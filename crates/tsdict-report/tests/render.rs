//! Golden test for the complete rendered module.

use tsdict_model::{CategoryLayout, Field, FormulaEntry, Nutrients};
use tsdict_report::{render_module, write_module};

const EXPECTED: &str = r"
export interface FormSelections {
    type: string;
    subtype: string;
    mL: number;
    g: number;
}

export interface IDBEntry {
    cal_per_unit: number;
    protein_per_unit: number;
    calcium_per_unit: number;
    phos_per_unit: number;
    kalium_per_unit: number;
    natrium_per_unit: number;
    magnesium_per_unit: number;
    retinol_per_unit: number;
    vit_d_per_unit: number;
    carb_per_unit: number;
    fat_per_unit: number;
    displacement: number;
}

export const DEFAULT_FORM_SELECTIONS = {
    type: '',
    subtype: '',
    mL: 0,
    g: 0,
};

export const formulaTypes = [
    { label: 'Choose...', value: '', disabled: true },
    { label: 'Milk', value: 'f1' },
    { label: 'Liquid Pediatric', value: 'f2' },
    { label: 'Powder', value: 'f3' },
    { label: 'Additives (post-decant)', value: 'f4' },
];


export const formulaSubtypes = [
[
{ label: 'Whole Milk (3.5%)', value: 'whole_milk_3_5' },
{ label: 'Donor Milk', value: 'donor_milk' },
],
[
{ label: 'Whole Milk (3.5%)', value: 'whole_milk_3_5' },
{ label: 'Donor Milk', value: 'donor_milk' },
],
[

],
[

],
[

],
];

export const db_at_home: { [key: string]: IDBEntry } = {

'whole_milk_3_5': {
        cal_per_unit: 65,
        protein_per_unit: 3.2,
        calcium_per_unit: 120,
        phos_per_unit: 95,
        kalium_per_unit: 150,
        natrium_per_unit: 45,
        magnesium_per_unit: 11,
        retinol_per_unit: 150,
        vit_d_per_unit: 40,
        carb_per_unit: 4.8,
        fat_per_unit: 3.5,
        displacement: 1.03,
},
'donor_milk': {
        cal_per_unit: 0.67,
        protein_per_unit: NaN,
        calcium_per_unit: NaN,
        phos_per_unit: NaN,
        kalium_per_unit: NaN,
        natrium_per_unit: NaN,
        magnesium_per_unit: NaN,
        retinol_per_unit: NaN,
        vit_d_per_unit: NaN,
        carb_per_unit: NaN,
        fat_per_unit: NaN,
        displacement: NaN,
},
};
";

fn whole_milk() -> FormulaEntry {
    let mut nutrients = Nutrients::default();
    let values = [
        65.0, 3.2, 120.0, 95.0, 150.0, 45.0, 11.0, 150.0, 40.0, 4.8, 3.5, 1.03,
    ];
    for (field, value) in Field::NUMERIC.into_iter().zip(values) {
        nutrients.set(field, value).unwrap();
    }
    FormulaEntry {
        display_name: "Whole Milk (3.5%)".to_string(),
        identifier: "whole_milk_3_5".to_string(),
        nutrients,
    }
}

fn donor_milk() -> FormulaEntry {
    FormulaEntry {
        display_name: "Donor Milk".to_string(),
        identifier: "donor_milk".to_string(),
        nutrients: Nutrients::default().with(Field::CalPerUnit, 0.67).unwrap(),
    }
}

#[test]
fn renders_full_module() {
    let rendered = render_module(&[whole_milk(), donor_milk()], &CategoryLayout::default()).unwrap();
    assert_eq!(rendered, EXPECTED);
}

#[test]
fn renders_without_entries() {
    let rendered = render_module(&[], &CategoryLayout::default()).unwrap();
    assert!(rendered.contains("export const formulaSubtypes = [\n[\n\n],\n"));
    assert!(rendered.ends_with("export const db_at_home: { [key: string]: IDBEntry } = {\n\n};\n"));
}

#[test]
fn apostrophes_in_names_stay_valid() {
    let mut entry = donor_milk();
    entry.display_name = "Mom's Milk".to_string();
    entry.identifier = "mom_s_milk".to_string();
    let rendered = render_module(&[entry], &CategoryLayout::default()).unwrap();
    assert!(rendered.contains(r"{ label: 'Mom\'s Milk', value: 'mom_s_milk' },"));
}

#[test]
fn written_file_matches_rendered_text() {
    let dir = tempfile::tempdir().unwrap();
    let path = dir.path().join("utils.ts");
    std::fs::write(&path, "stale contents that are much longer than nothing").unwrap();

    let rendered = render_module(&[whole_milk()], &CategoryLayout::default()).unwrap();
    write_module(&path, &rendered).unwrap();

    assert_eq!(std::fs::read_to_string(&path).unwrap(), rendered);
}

WHAT IS REQUIRED:
Using the entries above, return each line in which the word "const" occurs.

EXERCISE RESULT:
const EXPECTED: &str = r"
export const DEFAULT_FORM_SELECTIONS = {
export const formulaTypes = [
export const formulaSubtypes = [
export const db_at_home: { [key: string]: IDBEntry } = {
    assert!(rendered.contains("export const formulaSubtypes = [\n[\n\n],\n"));
    assert!(rendered.ends_with("export const db_at_home: { [key: string]: IDBEntry } = {\n\n};\n"));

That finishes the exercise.